What you should do – Where the word "path" appears in a line below, copy the whole line.

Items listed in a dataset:
[Start of section]

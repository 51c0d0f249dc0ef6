//! Lightbox: modal viewer over the gallery index.

pub mod controller;
pub mod view;

use std::path::PathBuf;
use std::time::Duration;

use crate::config::ViewerConfig;
use crate::tasks::RequestKind;

pub use controller::Lightbox;
pub use view::{LightboxView, PlayRequest, PlaySettler};

/// Read-only snapshot of the controller state.
#[derive(Debug, Clone, Copy, Default, PartialEq, Eq)]
pub struct LightboxState {
    /// Position of the presented item; `None` while closed.
    pub current_position: Option<usize>,
    pub has_prev: bool,
    pub has_next: bool,
    /// An edit panel owns the keyboard; shortcuts other than Escape are ignored.
    pub editing_active: bool,
}

impl LightboxState {
    pub fn is_open(&self) -> bool {
        self.current_position.is_some()
    }
}

/// Keys the lightbox reacts to while it has focus.
#[derive(Debug, Clone, Copy, PartialEq, Eq)]
pub enum LightboxKey {
    ArrowLeft,
    ArrowRight,
    ArrowUp,
    ArrowDown,
    Escape,
    Delete,
}

/// Whether the host should suppress its own handling of a key.
#[derive(Debug, Clone, Copy, PartialEq, Eq)]
pub enum KeyOutcome {
    Handled,
    Ignored,
}

/// Things worth telling the user that happened during a poll.
#[derive(Debug, Clone, PartialEq)]
pub enum LightboxEvent {
    ContentsReloaded { album_id: String, count: usize },
    Saved { source: String },
    Deleted { source: String },
    Downloaded { path: PathBuf },
    Failed { kind: RequestKind, message: String },
}

/// Tunables for a controller instance.
#[derive(Debug, Clone, Copy, PartialEq)]
pub struct LightboxOptions {
    pub fill_fraction: f64,
    /// Pause between closing a video and opening its neighbour.
    pub video_reopen_delay: Duration,
}

impl Default for LightboxOptions {
    fn default() -> Self {
        Self {
            fill_fraction: crate::fit::DEFAULT_FILL_FRACTION,
            video_reopen_delay: Duration::from_millis(100),
        }
    }
}

impl From<&ViewerConfig> for LightboxOptions {
    fn from(config: &ViewerConfig) -> Self {
        Self {
            fill_fraction: config.effective_fill_fraction(),
            video_reopen_delay: Duration::from_millis(config.video_reopen_delay_ms),
        }
    }
}
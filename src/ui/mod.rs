pub mod album_dialog;
mod dialogs;
pub mod edit_dialog;
pub mod gallery;
pub mod lightbox;
mod status_bar;

use ratatui::prelude::*;
use ratatui::widgets::Clear;

use crate::app::{App, AppMode};

pub fn render(frame: &mut Frame, app: &mut App) {
    let area = frame.area();

    if app.clear_on_next_render {
        frame.render_widget(Clear, area);
        app.clear_on_next_render = false;
    }

    // Content area + status bar
    let main_chunks = Layout::default()
        .direction(Direction::Vertical)
        .constraints([Constraint::Min(0), Constraint::Length(1)])
        .split(area);

    let title = app.album_title();
    if app.lightbox.is_open() {
        lightbox::render(frame, app.lightbox.view_mut(), main_chunks[0]);
    } else {
        let (index, view) = app.lightbox.split_mut();
        gallery::render(frame, index, &mut view.list, &title, main_chunks[0]);
    }

    status_bar::render(frame, app, main_chunks[1]);

    match app.mode {
        AppMode::AlbumSelect => album_dialog::render(frame, &app.album_dialog),
        AppMode::Help => dialogs::render_help(frame, area),
        AppMode::Gallery => {}
    }
}
//! Round orchestrator: the bounded fetch / reflect / stop / refine loop.
//!
//! ```text
//! RoundActive(n) -> Reflecting(n) -> Refining(n) -> RoundActive(n + 1)
//!                                 \-> Stopped
//! ```
//!
//! Round 1 requests the broad budget, later rounds the focused one. The last
//! allowed round (`min(plan.estimated_rounds, max_rounds)`) is never reflected
//! on. Reflector and refiner failures abort the run; provider failures only
//! mark the round as partial.

use serde::{Deserialize, Serialize};
use std::collections::BTreeMap;
use std::sync::Arc;
use std::time::{Duration, Instant};
use tokio_util::sync::CancellationToken;
use tracing::{info, warn};

use super::analyzer::QueryAnalyzer;
use super::dedup::SourceDeduplicator;
use super::events::{EventSink, ResearchEvent, SourceSummary};
use super::fetcher::{ProviderOutcome, ProviderSet, RoundFetcher};
use super::planner::ResearchPlan;
use super::refiner::QueryRefiner;
use super::reflector::{Reflection, Reflector};
use super::sources::{EvidenceRecord, ProviderKind};
use super::stopping::StoppingEvaluator;
use crate::brain::Brain;
use crate::config::ResearchConfig;
use crate::error::ResearchError;
use crate::types::Question;

#[derive(Debug, Clone, Copy, PartialEq, Eq, Serialize, Deserialize)]
#[serde(rename_all = "lowercase")]
pub enum RoundStatus {
    /// Every provider call succeeded.
    Complete,
    /// At least one provider failed or timed out.
    Partial,
}

/// One completed round. Appended to the run history and not changed afterwards.
#[derive(Debug, Clone, PartialEq, Serialize, Deserialize)]
pub struct RoundResult {
    /// 1-based.
    pub round_number: usize,
    pub query: String,
    /// Deduplicated against every earlier round of the run.
    pub sources_by_provider: BTreeMap<ProviderKind, Vec<EvidenceRecord>>,
    pub source_count: usize,
    pub duration_ms: u64,
    #[serde(default, skip_serializing_if = "Option::is_none")]
    pub reflection: Option<Reflection>,
    #[serde(default)]
    pub provider_outcomes: Vec<ProviderOutcome>,
}

impl RoundResult {
    pub fn new(
        round_number: usize,
        query: String,
        sources_by_provider: BTreeMap<ProviderKind, Vec<EvidenceRecord>>,
        duration_ms: u64,
        provider_outcomes: Vec<ProviderOutcome>,
    ) -> Self {
        let source_count = sources_by_provider.values().map(Vec::len).sum();
        Self {
            round_number,
            query,
            sources_by_provider,
            source_count,
            duration_ms,
            reflection: None,
            provider_outcomes,
        }
    }

    /// All sources of this round, primary provider first.
    pub fn all_sources(&self) -> impl Iterator<Item = &EvidenceRecord> {
        self.sources_by_provider.values().flatten()
    }

    pub fn status(&self) -> RoundStatus {
        if self.provider_outcomes.iter().all(|o| o.success) {
            RoundStatus::Complete
        } else {
            RoundStatus::Partial
        }
    }
}

/// Per-round request budget.
#[derive(Debug, Clone, Copy, PartialEq, Eq)]
pub struct RoundBudget {
    pub primary: usize,
    pub others: usize,
}

impl RoundBudget {
    pub fn total(&self) -> usize {
        self.primary + self.others
    }
}

/// The round history of a finished loop.
#[derive(Debug, Clone, PartialEq, Serialize, Deserialize)]
pub struct OrchestrationResult {
    pub rounds: Vec<RoundResult>,
    pub stop_reason: String,
}

impl OrchestrationResult {
    /// Every source of every round, in round order.
    pub fn accumulated_sources(&self) -> Vec<EvidenceRecord> {
        self.rounds
            .iter()
            .flat_map(|r| r.all_sources().cloned())
            .collect()
    }

    pub fn total_sources(&self) -> usize {
        self.rounds.iter().map(|r| r.source_count).sum()
    }
}

pub struct RoundOrchestrator {
    fetcher: RoundFetcher,
    analyzer: QueryAnalyzer,
    reflector: Reflector,
    refiner: QueryRefiner,
    evaluator: StoppingEvaluator,
    config: ResearchConfig,
}

impl RoundOrchestrator {
    pub fn new(brain: Arc<Brain>, providers: ProviderSet, config: ResearchConfig) -> Self {
        Self {
            fetcher: RoundFetcher::new(providers, Duration::from_millis(config.provider_timeout_ms)),
            analyzer: QueryAnalyzer::new(),
            reflector: Reflector::new(brain.clone(), config.reflector_temperature),
            refiner: QueryRefiner::new(brain, config.refiner_temperature),
            evaluator: StoppingEvaluator::new(config.diminishing_returns_ratio),
            config,
        }
    }

    pub fn budget_for_round(&self, round: usize) -> RoundBudget {
        if round <= 1 {
            RoundBudget {
                primary: self.config.first_round_primary,
                others: self.config.first_round_others,
            }
        } else {
            RoundBudget {
                primary: self.config.later_round_primary,
                others: self.config.later_round_others,
            }
        }
    }

    /// Number of rounds this plan may run.
    pub fn round_cap(&self, plan: &ResearchPlan) -> usize {
        plan.estimated_rounds.min(self.config.max_rounds).max(1)
    }

    /// Run the round loop for `question` under `plan`.
    ///
    /// Cancellation is observed between rounds: a round that has started
    /// finishes its provider calls before the run stops.
    pub async fn run(
        &self,
        question: &Question,
        plan: &ResearchPlan,
        sink: &dyn EventSink,
        cancel: &CancellationToken,
    ) -> Result<OrchestrationResult, ResearchError> {
        let cap = self.round_cap(plan);
        let mut dedup = SourceDeduplicator::new();
        let mut history: Vec<RoundResult> = Vec::with_capacity(cap);
        let mut query = question.text.clone();
        let mut stop_reason = format!("all {cap} planned round(s) completed");

        for round_number in 1..=cap {
            if cancel.is_cancelled() {
                info!(completed_rounds = history.len(), "Research run cancelled");
                return Err(ResearchError::Cancelled {
                    completed_rounds: history.len(),
                });
            }

            let mut round = self.run_round(round_number, &query, &mut dedup, sink).await;

            if round_number == cap {
                history.push(round);
                break;
            }
            if cancel.is_cancelled() {
                history.push(round);
                info!(completed_rounds = history.len(), "Research run cancelled");
                return Err(ResearchError::Cancelled {
                    completed_rounds: history.len(),
                });
            }

            sink.emit(ResearchEvent::ReflectionStarted {
                round: round_number,
            });
            let reflection = self
                .reflector
                .reflect(&question.text, &round, &history, cap)
                .await?;
            sink.emit(ResearchEvent::ReflectionComplete {
                round: round_number,
                reflection: reflection.clone(),
            });

            let decision = self
                .evaluator
                .evaluate(round_number, cap, &round, &history, &reflection);
            round.reflection = Some(reflection);
            history.push(round);

            if decision.should_stop {
                info!(round = round_number, reason = %decision.reason, "Stopping research");
                stop_reason = decision.reason;
                break;
            }

            let gaps = history
                .last()
                .and_then(|r| r.reflection.as_ref())
                .map(|r| r.gaps_identified.clone())
                .unwrap_or_default();
            if !gaps.is_empty() {
                query = self
                    .refiner
                    .refine(&question.text, &gaps, round_number + 1)
                    .await?;
            }
        }

        let result = OrchestrationResult {
            rounds: history,
            stop_reason,
        };
        info!(
            rounds = result.rounds.len(),
            total_sources = result.total_sources(),
            reason = %result.stop_reason,
            "Round loop finished"
        );
        Ok(result)
    }

    async fn run_round(
        &self,
        round_number: usize,
        query: &str,
        dedup: &mut SourceDeduplicator,
        sink: &dyn EventSink,
    ) -> RoundResult {
        let started = Instant::now();
        let budget = self.budget_for_round(round_number);
        let distribution = self.analyzer.analyze(query, budget.others);
        let planned = budget.primary + distribution.total();
        if planned != budget.total() {
            warn!(
                round = round_number,
                expected = budget.total(),
                planned,
                "Provider budget does not sum to the round budget"
            );
        }

        sink.emit(ResearchEvent::RoundStarted {
            round: round_number,
            query: query.to_string(),
            estimated_sources: budget.total(),
        });

        let allocation: Vec<(ProviderKind, usize)> = ProviderKind::ALL
            .into_iter()
            .map(|kind| {
                let count = if kind.is_primary() {
                    budget.primary
                } else {
                    distribution.get(kind)
                };
                (kind, count)
            })
            .collect();

        let fetched = self.fetcher.fetch_round(query, &allocation, sink).await;

        // All provider results are in; only now touch the run-wide identity sets.
        let mut sources_by_provider = BTreeMap::new();
        for (kind, records) in fetched.records {
            let fresh = dedup.filter(kind, records);
            for record in fresh.iter().take(self.config.source_samples_per_provider) {
                sink.emit(ResearchEvent::SourceFound {
                    title: record.title().to_string(),
                    source_type: kind,
                });
            }
            sources_by_provider.insert(kind, fresh);
        }

        let round = RoundResult::new(
            round_number,
            query.to_string(),
            sources_by_provider,
            started.elapsed().as_millis() as u64,
            fetched.outcomes,
        );

        sink.emit(ResearchEvent::RoundComplete {
            round: round_number,
            source_count: round.source_count,
            duration_ms: round.duration_ms,
            sources: round.all_sources().map(SourceSummary::from).collect(),
            status: round.status(),
        });
        info!(
            round = round_number,
            sources = round.source_count,
            status = ?round.status(),
            duration_ms = round.duration_ms,
            "Round complete"
        );
        round
    }
}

[End of section]

Exercise response –
use std::path::PathBuf;
    Downloaded { path: PathBuf },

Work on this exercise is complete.